Data summarization unit 202 concentrates the data based different index that comprises to add up to each professional subject data, the statistics of each professional theme is preserved keep supplying the use of layer service system then.In order further to improve data-handling efficiency, the data of pressing close to its demand as far as possible promptly are provided for the complex calculation of upper-layer service, among the present invention according to real business demand, according to different indexs each the professional subject data collection after handling through the data division unit is added up, the result that statistics is obtained preserves, by processing so in advance, when the upper-layer service system needs these data, can directly visit, calculate at the scene of need not.And the index of selecting those operation systems as much as possible to need jointly when selecting statistical indicator can reduce double counting so in large quantities, improves utilance and the whole treatment effeciency of data.
In addition, described system can further include Data Mart, and described statistics is saved among the Data Mart DM.Data Mart (Data Mart) abbreviates DM as, is a proprietary version of data warehouse (DW).Although a data warehouse federated database spreads all over whole enterprise, Data Mart is littler and concentrate on a specific department usually.Data Mart comprises at the certain professional pretreated data snapshot of bottom data process, is close to the demand of upper-layer service more.Data Mart makes a relevant database imitate the analytical capabilities of a multi-dimensional database, can realize the light visit to relevant information.
Further, data after external system is added up data summarization unit for convenience conduct interviews, described system can also comprise first service unit, provides access interface with service manner for above-mentioned data, thereby provides fine-grained multiplexing approach for different operation systems.

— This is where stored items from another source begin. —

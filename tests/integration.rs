//! Integration tests for the public `Stack` API.
//!
//! These tests exercise the full stack (tables → manifest → merge →
//! compaction) through the public `refstack::{Stack, WriteOptions, …}`
//! surface only. No internal modules are referenced.
//!
//! ## Coverage areas
//! - **Lifecycle**: open, drop-based close, reopen on existing state
//! - **Writes**: additions, tombstones, reflog entries, no-op probes
//! - **Reads**: point lookups, newest-wins shadowing, merged scans
//! - **Multi-handle**: optimistic concurrency, reload-and-retry
//! - **Compaction**: explicit merge, auto-compaction, log expiry, stats
//! - **Recovery**: clean() after simulated crash debris
//!
//! ## See also
//! - `stack::tests` — internal stack-level unit tests
//! - `table::tests` — table read/write unit tests
//! - `merge::tests` — merged-view unit tests

use refstack::record::{LogRecord, LogUpdate, RefRecord, RefValue};
use refstack::stack::{Stack, StackError, WriteOptions};
use refstack::{LogExpiry, TableError};
use tempfile::TempDir;

// ------------------------------------------------------------------------------------------------
// Helpers
// ------------------------------------------------------------------------------------------------

fn oid(byte: u8) -> Vec<u8> {
    vec![byte; 20]
}

fn manual() -> WriteOptions {
    WriteOptions {
        disable_auto_compact: true,
        ..WriteOptions::default()
    }
}

fn put_ref(stack: &mut Stack, name: &str, byte: u8) {
    let index = stack.next_update_index();
    let record = RefRecord::direct(name, index, oid(byte));
    stack
        .add(move |writer| {
            writer.add_ref(&record)?;
            Ok(())
        })
        .expect("put_ref");
}

fn put_log(stack: &mut Stack, name: &str, time: u64, message: &str) {
    let index = stack.next_update_index();
    let record = LogRecord {
        name: name.to_string(),
        update_index: index,
        update: Some(LogUpdate {
            old_id: oid(0),
            new_id: oid(1),
            committer: "ada".to_string(),
            email: "ada@example.com".to_string(),
            time,
            tz_offset: 60,
            message: message.to_string(),
        }),
    };
    stack
        .add(move |writer| {
            writer.add_log(&record)?;
            Ok(())
        })
        .expect("put_log");
}

// ================================================================================================
// Lifecycle
// ================================================================================================

/// # Scenario
/// Open a fresh stack, write nothing, drop it. The directory holds at
/// most the (absent) manifest.
#[test]
fn open_drop_empty() {
    let dir = TempDir::new().unwrap();
    {
        let stack = Stack::open(dir.path(), WriteOptions::default()).unwrap();
        assert_eq!(stack.tables_len(), 0);
    }
    assert_eq!(std::fs::read_dir(dir.path()).unwrap().count(), 0);
}

/// # Scenario
/// State written through one handle is fully visible after reopening
/// the directory with a fresh handle.
#[test]
fn reopen_preserves_state() {
    let dir = TempDir::new().unwrap();
    {
        let mut stack = Stack::open(dir.path(), WriteOptions::default()).unwrap();
        put_ref(&mut stack, "refs/heads/main", 0x11);
        put_log(&mut stack, "refs/heads/main", 1000, "created\n");
    }

    let stack = Stack::open(dir.path(), WriteOptions::default()).unwrap();
    let head = stack.read_ref("refs/heads/main").unwrap().unwrap();
    assert_eq!(head.value, RefValue::Direct(oid(0x11)));

    let log = stack.read_log("refs/heads/main").unwrap().unwrap();
    assert_eq!(log.update.unwrap().message, "created\n");
}

// ================================================================================================
// Writes and reads
// ================================================================================================

/// # Scenario
/// The latest addition wins: overwriting a ref, then deleting it, is
/// observed in order.
#[test]
fn overwrite_then_delete() {
    let dir = TempDir::new().unwrap();
    let mut stack = Stack::open(dir.path(), manual()).unwrap();

    put_ref(&mut stack, "refs/heads/main", 1);
    put_ref(&mut stack, "refs/heads/main", 2);
    assert_eq!(
        stack.read_ref("refs/heads/main").unwrap().unwrap().value,
        RefValue::Direct(oid(2))
    );

    let index = stack.next_update_index();
    let tombstone = RefRecord::deletion("refs/heads/main", index);
    stack
        .add(move |writer| {
            writer.add_ref(&tombstone)?;
            Ok(())
        })
        .unwrap();
    assert!(stack.read_ref("refs/heads/main").unwrap().is_none());
}

/// # Scenario
/// A merged scan over several tables yields each live ref once, in
/// name order.
#[test]
fn merged_scan_over_many_tables() {
    let dir = TempDir::new().unwrap();
    let mut stack = Stack::open(dir.path(), manual()).unwrap();

    put_ref(&mut stack, "refs/heads/c", 3);
    put_ref(&mut stack, "refs/heads/a", 1);
    put_ref(&mut stack, "refs/heads/b", 2);
    put_ref(&mut stack, "refs/heads/a", 9);

    let view = stack.merged();
    let names: Vec<String> = view
        .iter_refs()
        .map(|r| r.unwrap())
        .map(|r| r.name)
        .collect();
    assert_eq!(names, vec!["refs/heads/a", "refs/heads/b", "refs/heads/c"]);

    let a = view.seek_ref("refs/heads/a").unwrap().unwrap();
    assert_eq!(a.value, RefValue::Direct(oid(9)));
}

/// # Scenario
/// An addition whose callback writes nothing is a successful probe:
/// the stack is unchanged.
#[test]
fn noop_addition_probe() {
    let dir = TempDir::new().unwrap();
    let mut stack = Stack::open(dir.path(), WriteOptions::default()).unwrap();

    stack.add(|_writer| Ok(())).unwrap();
    assert_eq!(stack.tables_len(), 0);
    assert_eq!(stack.next_update_index(), 0);
}

/// # Scenario
/// Log messages with embedded newlines are rejected as caller errors.
#[test]
fn embedded_newline_rejected() {
    let dir = TempDir::new().unwrap();
    let mut stack = Stack::open(dir.path(), WriteOptions::default()).unwrap();

    let record = LogRecord {
        name: "refs/heads/main".to_string(),
        update_index: stack.next_update_index(),
        update: Some(LogUpdate {
            old_id: oid(0),
            new_id: oid(1),
            committer: "ada".to_string(),
            email: "ada@example.com".to_string(),
            time: 1,
            tz_offset: 0,
            message: "one\ntwo".to_string(),
        }),
    };
    let err = stack
        .add(move |writer| {
            writer.add_log(&record)?;
            Ok(())
        })
        .unwrap_err();
    assert!(matches!(err, StackError::Table(TableError::Api(_))));
}

// ================================================================================================
// Multi-handle coordination
// ================================================================================================

/// # Scenario
/// Optimistic concurrency across handles: the stale writer fails with
/// `Outdated`, reloads, retries, and succeeds.
#[test]
fn reload_and_retry_protocol() {
    let dir = TempDir::new().unwrap();
    let mut first = Stack::open(dir.path(), WriteOptions::default()).unwrap();
    let mut second = Stack::open(dir.path(), WriteOptions::default()).unwrap();

    put_ref(&mut first, "refs/heads/one", 1);

    let index = second.next_update_index();
    let record = RefRecord::direct("refs/heads/two", index, oid(2));
    let stale = second.add({
        let record = record.clone();
        move |writer| {
            writer.add_ref(&record)?;
            Ok(())
        }
    });
    assert!(matches!(stale, Err(StackError::Outdated)));

    second.reload().unwrap();
    let index = second.next_update_index();
    let record = RefRecord::direct("refs/heads/two", index, oid(2));
    second
        .add(move |writer| {
            writer.add_ref(&record)?;
            Ok(())
        })
        .unwrap();

    first.reload().unwrap();
    assert!(first.read_ref("refs/heads/two").unwrap().is_some());
}

// ================================================================================================
// Compaction
// ================================================================================================

/// # Scenario
/// Explicit full compaction collapses the stack to one table without
/// losing data, and records its work in the stats.
#[test]
fn compact_all_end_to_end() {
    let dir = TempDir::new().unwrap();
    let mut stack = Stack::open(dir.path(), manual()).unwrap();
    for i in 0..10u8 {
        put_ref(&mut stack, &format!("refs/heads/branch{i}"), i);
    }
    assert_eq!(stack.tables_len(), 10);

    stack.compact_all(None).unwrap();

    assert_eq!(stack.tables_len(), 1);
    for i in 0..10u8 {
        assert!(
            stack
                .read_ref(&format!("refs/heads/branch{i}"))
                .unwrap()
                .is_some()
        );
    }
    let stats = stack.compaction_stats();
    assert_eq!(stats.attempts, 1);
    assert_eq!(stats.failures, 0);
    assert_eq!(stats.entries_written, 10);
}

/// # Scenario
/// Reflog expiry during compaction drops entries below the wall-clock
/// bound while keeping newer ones.
#[test]
fn compaction_expires_old_logs() {
    let dir = TempDir::new().unwrap();
    let mut stack = Stack::open(dir.path(), manual()).unwrap();
    for i in 0..6u64 {
        put_log(&mut stack, &format!("refs/heads/b{i}"), i * 100, "update\n");
    }

    stack
        .compact_all(Some(LogExpiry {
            time: 250,
            min_update_index: 0,
        }))
        .unwrap();

    assert!(stack.read_log("refs/heads/b1").unwrap().is_none());
    assert!(stack.read_log("refs/heads/b4").unwrap().is_some());
}

// ================================================================================================
// Recovery
// ================================================================================================

/// # Scenario
/// Crash debris (a table file the manifest never adopted) is removed by
/// `clean` on the next open; live state is untouched.
#[test]
fn clean_reclaims_crash_debris() {
    let dir = TempDir::new().unwrap();
    {
        let mut stack = Stack::open(dir.path(), manual()).unwrap();
        put_ref(&mut stack, "refs/heads/main", 5);
    }

    // Simulate a compaction that died between staging and manifest swap.
    let orphan = dir.path().join(format!("{:016x}-{:016x}-{:08x}.ref", 7, 9, 0xABCDu32));
    std::fs::write(&orphan, b"never made it into the manifest").unwrap();

    let mut stack = Stack::open(dir.path(), WriteOptions::default()).unwrap();
    stack.clean().unwrap();

    assert!(!orphan.exists());
    assert!(stack.read_ref("refs/heads/main").unwrap().is_some());
    // tables.list plus exactly one live table.
    assert_eq!(std::fs::read_dir(dir.path()).unwrap().count(), 2);
}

Further, for the data of more pressing close to its demand being provided for different operation systems, simplify operation system to the occupation mode of above-mentioned statistics, described system can also comprise second service unit, in order to creating at least one professional submodule with above-mentioned fine-grained service interface, encapsulate the predefine computing of pressing close to the upper-layer service system requirements more at described statistics in this business submodule, and provide access interface with the form of serving for this business submodule equally.Like this, the upper-layer service system can directly use the service interface of described professional submodule to realize some predefine computing to described statistics, has realized the coarseness of above-mentioned data multiplexingly, has simplified the occupation mode to described data.

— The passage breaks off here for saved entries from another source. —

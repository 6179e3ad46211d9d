//! Table writer — stages sorted records and builds a complete table file.
//!
//! A [`TableWriter`] is handed to the caller of an addition (or driven by
//! the compaction executor). It buffers records in memory, enforcing the
//! table contract as they arrive:
//!
//! - ref records strictly ascending by name, one per name;
//! - log records in `(name ASC, update_index DESC)` order, one per
//!   `(name, update_index)`;
//! - every update index inside the declared `[min, max]` limits;
//! - object id widths matching the stack's hash id;
//! - log messages normalized to one trailing newline (unless the writer
//!   was opened with `exact_log_message`), with interior newlines
//!   rejected.
//!
//! Violations are [`TableError::Api`] and leave no file behind.
//!
//! Nothing touches the filesystem until [`TableWriter::finish`], which
//! writes header, checksummed blocks, bloom filter, and footer in one
//! pass, fsyncs, and reports the finished file. A writer that received no
//! records finishes as `Ok(None)`: the empty table never exists on disk.

use std::fs::OpenOptions;
use std::io::Write;
use std::path::PathBuf;

use bloomfilter::Bloom;
use crc32fast::Hasher as Crc32;

use crate::encoding::Encode;
use crate::record::{HashId, LogRecord, RefRecord, RefValue};

use super::{
    BLOOM_FALSE_POSITIVE_RATE, BlockHandle, Footer, TableError, encode_footer, encode_header,
};

// ------------------------------------------------------------------------------------------------
// Writer options
// ------------------------------------------------------------------------------------------------

/// Per-writer configuration, derived from the stack's write options.
#[derive(Debug, Clone, Copy)]
pub struct WriterOptions {
    /// Object-name digest stamped into the header and used to validate
    /// object id widths.
    pub hash_id: HashId,

    /// Disables log-message newline normalization.
    pub exact_log_message: bool,
}

// ------------------------------------------------------------------------------------------------
// FinishedTable
// ------------------------------------------------------------------------------------------------

/// Description of a table file produced by [`TableWriter::finish`].
#[derive(Debug)]
pub struct FinishedTable {
    /// Path the table was written to (a staging name; the stack renames
    /// it to its final basename).
    pub path: PathBuf,

    /// Smallest update index the writer accepted.
    pub min_update_index: u64,

    /// Largest update index the writer accepted.
    pub max_update_index: u64,

    /// Total number of records written.
    pub entry_count: u64,
}

// ------------------------------------------------------------------------------------------------
// TableWriter
// ------------------------------------------------------------------------------------------------

/// Stages sorted ref and log records and writes them as one table file.
#[derive(Debug)]
pub struct TableWriter {
    path: PathBuf,
    opts: WriterOptions,

    min_update_index: u64,
    max_update_index: u64,

    ref_buf: Vec<u8>,
    ref_count: u64,
    last_ref_name: Option<String>,
    ref_names: Vec<Vec<u8>>,

    log_buf: Vec<u8>,
    log_count: u64,
    last_log_key: Option<(String, u64)>,
}

impl TableWriter {
    /// Creates a writer that will materialize at `path` on finish.
    ///
    /// `min`/`max` are the initial update-index limits; the caller may
    /// widen them with [`TableWriter::set_limits`] before adding records.
    pub fn new(path: impl Into<PathBuf>, opts: WriterOptions, min: u64, max: u64) -> Self {
        Self {
            path: path.into(),
            opts,
            min_update_index: min,
            max_update_index: max,
            ref_buf: Vec::new(),
            ref_count: 0,
            last_ref_name: None,
            ref_names: Vec::new(),
            log_buf: Vec::new(),
            log_count: 0,
            last_log_key: None,
        }
    }

    /// Declares the `[min, max]` update-index interval of this table.
    ///
    /// Must be called before any record is added; the interval is stamped
    /// into the footer and every record is validated against it.
    pub fn set_limits(&mut self, min: u64, max: u64) -> Result<(), TableError> {
        if self.ref_count > 0 || self.log_count > 0 {
            return Err(TableError::Api(
                "update-index limits must be set before records are added".into(),
            ));
        }
        if min > max {
            return Err(TableError::Api(format!(
                "invalid update-index limits [{min}, {max}]"
            )));
        }
        self.min_update_index = min;
        self.max_update_index = max;
        Ok(())
    }

    /// Lower update-index limit currently in effect.
    pub fn min_update_index(&self) -> u64 {
        self.min_update_index
    }

    /// Upper update-index limit currently in effect.
    pub fn max_update_index(&self) -> u64 {
        self.max_update_index
    }

    /// Appends one ref record.
    ///
    /// Records must arrive in strictly ascending name order.
    pub fn add_ref(&mut self, record: &RefRecord) -> Result<(), TableError> {
        self.check_update_index(record.update_index)?;
        self.check_ref_value(&record.value)?;

        if let Some(last) = &self.last_ref_name {
            if record.name.as_str() <= last.as_str() {
                return Err(TableError::Api(format!(
                    "ref {:?} not in strictly ascending name order (last was {last:?})",
                    record.name
                )));
            }
        }

        record.encode_to(&mut self.ref_buf)?;
        self.ref_names.push(record.name.clone().into_bytes());
        self.last_ref_name = Some(record.name.clone());
        self.ref_count += 1;
        Ok(())
    }

    /// Appends one log record.
    ///
    /// Records must arrive in `(name ASC, update_index DESC)` order. The
    /// message of a live entry is normalized per the writer options.
    pub fn add_log(&mut self, record: &LogRecord) -> Result<(), TableError> {
        self.check_update_index(record.update_index)?;

        let record = match &record.update {
            Some(update) => {
                self.check_object_id(&update.old_id)?;
                self.check_object_id(&update.new_id)?;
                let message = self.normalize_message(&update.message)?;
                let mut normalized = record.clone();
                if let Some(u) = normalized.update.as_mut() {
                    u.message = message;
                }
                normalized
            }
            None => record.clone(),
        };

        let key = (record.name.clone(), record.update_index);
        if let Some((last_name, last_index)) = &self.last_log_key {
            let in_order = match record.name.as_str().cmp(last_name.as_str()) {
                std::cmp::Ordering::Greater => true,
                std::cmp::Ordering::Equal => record.update_index < *last_index,
                std::cmp::Ordering::Less => false,
            };
            if !in_order {
                return Err(TableError::Api(format!(
                    "log {:?}@{} out of order (last was {:?}@{})",
                    record.name, record.update_index, last_name, last_index
                )));
            }
        }

        record.encode_to(&mut self.log_buf)?;
        self.last_log_key = Some(key);
        self.log_count += 1;
        Ok(())
    }

    /// Writes the staged records as a complete table file.
    ///
    /// Returns `Ok(None)` without touching the filesystem when no records
    /// were added.
    pub fn finish(self) -> Result<Option<FinishedTable>, TableError> {
        if self.ref_count == 0 && self.log_count == 0 {
            return Ok(None);
        }

        let mut buf = encode_header(self.opts.hash_id);

        let refs = append_block(&mut buf, &self.ref_buf)?;
        let logs = append_block(&mut buf, &self.log_buf)?;

        let bloom_payload = if self.ref_names.is_empty() {
            Vec::new()
        } else {
            let mut bloom =
                Bloom::new_for_fp_rate(self.ref_names.len(), BLOOM_FALSE_POSITIVE_RATE)
                    .map_err(|e| TableError::Internal(format!("bloom construction: {e}")))?;
            for name in &self.ref_names {
                bloom.set(name);
            }
            bloom.as_slice().to_vec()
        };
        let bloom = append_block(&mut buf, &bloom_payload)?;

        let footer = Footer {
            refs,
            logs,
            bloom,
            ref_count: self.ref_count,
            log_count: self.log_count,
            min_update_index: self.min_update_index,
            max_update_index: self.max_update_index,
        };
        buf.extend_from_slice(&encode_footer(&footer)?);

        let mut file = OpenOptions::new()
            .write(true)
            .create_new(true)
            .open(&self.path)?;
        file.write_all(&buf)?;
        file.sync_all()?;

        Ok(Some(FinishedTable {
            path: self.path,
            min_update_index: self.min_update_index,
            max_update_index: self.max_update_index,
            entry_count: self.ref_count + self.log_count,
        }))
    }

    // --------------------------------------------------------------------
    // Validation helpers
    // --------------------------------------------------------------------

    fn check_update_index(&self, index: u64) -> Result<(), TableError> {
        if index < self.min_update_index || index > self.max_update_index {
            return Err(TableError::Api(format!(
                "update index {index} outside limits [{}, {}]",
                self.min_update_index, self.max_update_index
            )));
        }
        Ok(())
    }

    fn check_ref_value(&self, value: &RefValue) -> Result<(), TableError> {
        match value {
            RefValue::Deletion | RefValue::Symbolic(_) => Ok(()),
            RefValue::Direct(id) => self.check_object_id(id),
            RefValue::DirectPeeled { id, peeled } => {
                self.check_object_id(id)?;
                self.check_object_id(peeled)
            }
        }
    }

    fn check_object_id(&self, id: &[u8]) -> Result<(), TableError> {
        let want = self.opts.hash_id.object_len();
        if id.len() != want {
            return Err(TableError::Api(format!(
                "object id is {} bytes, expected {want}",
                id.len()
            )));
        }
        Ok(())
    }

    /// Applies the log-message newline contract.
    ///
    /// Messages carry exactly one trailing newline; an empty message
    /// becomes `"\n"`. A newline anywhere before the last byte is
    /// rejected. With `exact_log_message` the message passes through
    /// untouched.
    fn normalize_message(&self, message: &str) -> Result<String, TableError> {
        if self.opts.exact_log_message {
            return Ok(message.to_string());
        }
        let body = message.strip_suffix('\n').unwrap_or(message);
        if body.contains('\n') {
            return Err(TableError::Api(
                "log message contains an embedded newline".into(),
            ));
        }
        if message.ends_with('\n') {
            Ok(message.to_string())
        } else {
            Ok(format!("{message}\n"))
        }
    }
}

/// Appends one checksummed block to `buf`, returning its handle.
fn append_block(buf: &mut Vec<u8>, payload: &[u8]) -> Result<BlockHandle, TableError> {
    let offset = buf.len() as u64;
    let len = u32::try_from(payload.len())
        .map_err(|_| TableError::Internal("block payload exceeds u32::MAX".into()))?;
    buf.extend_from_slice(&len.to_le_bytes());
    buf.extend_from_slice(payload);

    let mut hasher = Crc32::new();
    hasher.update(payload);
    buf.extend_from_slice(&hasher.finalize().to_le_bytes());

    Ok(BlockHandle {
        offset,
        len: payload.len() as u64,
    })
}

Data query unit 203, when receiving the statistical information query requests, the professional theme that will inquire about according to described query requests obtains corresponding statistics and returns.The varigrained service access interface that can utilize the front to provide when obtaining described statistics for operation system provides abundant reprocessing data, has satisfied the multiple business demand of user to network access data.
Embodiment three
The present invention also provides the internet information statistical system that realizes based on distributed data processing framework Handoop, as shown in Figure 3, this system mainly comprises operation system 301, service layer 302, Data Mart (DM) 303, data warehouse (DW) 304, the distributed memory system (ODS) 305 on upper strata.Wherein, Data Mart DM realizes that based on HBASE data warehouse DW realizes that based on HIVE distributed memory system ODS realizes based on HDFS.

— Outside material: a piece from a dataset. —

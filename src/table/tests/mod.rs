mod helpers;

// Priority 1 — write/read round trips
mod tests_basic;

Next introduce its data handling procedure.At first, import storage system ODS from the outside with network access data IMOS, from ODS, data are extracted among the data warehouse DW by the mode of ETL then.The ETL full name is Extraction-Transformation-Loading, i.e. data extract, conversion and loading.The instrument that can realize ETL has: OWB (Oracle Warehouse Builder), ODI (Oracle Data Integrator), Informatic PowerCenter, AICloudETL, DataStage, Repository Explorer, Beeload, Kettle, DataSpider etc.
Described data warehouse DW also comprises two data processing units: data split cells (DWD) 3041, data summarization unit (DWA) 3042, wherein, in order to agree with the demand data of upper-layer service system, data split cells DWD divides described network access data according to a plurality of professional themes, store data under each theme respectively with different subdata bases, thereby form the data set of a plurality of different business themes, for data summarization unit DWA provides data through Preliminary division.Wherein, described division realizes based on MapReduce mechanism, this data processor system can be divided into different data sets with lot of data by the distributed parallel calculation mode in a short period of time, and mass data processing of the present invention MapReduce just is good at.In addition, described professional theme can include but not limited to: visit capacity, access time, web analytics information etc.After above-mentioned MapReduce processing, not only removed a large amount of repeating datas, and data have been carried out basic classification, greatly reduced the data total amount and made that the visit of the data of data summarization unit DWA is more efficient and convenient.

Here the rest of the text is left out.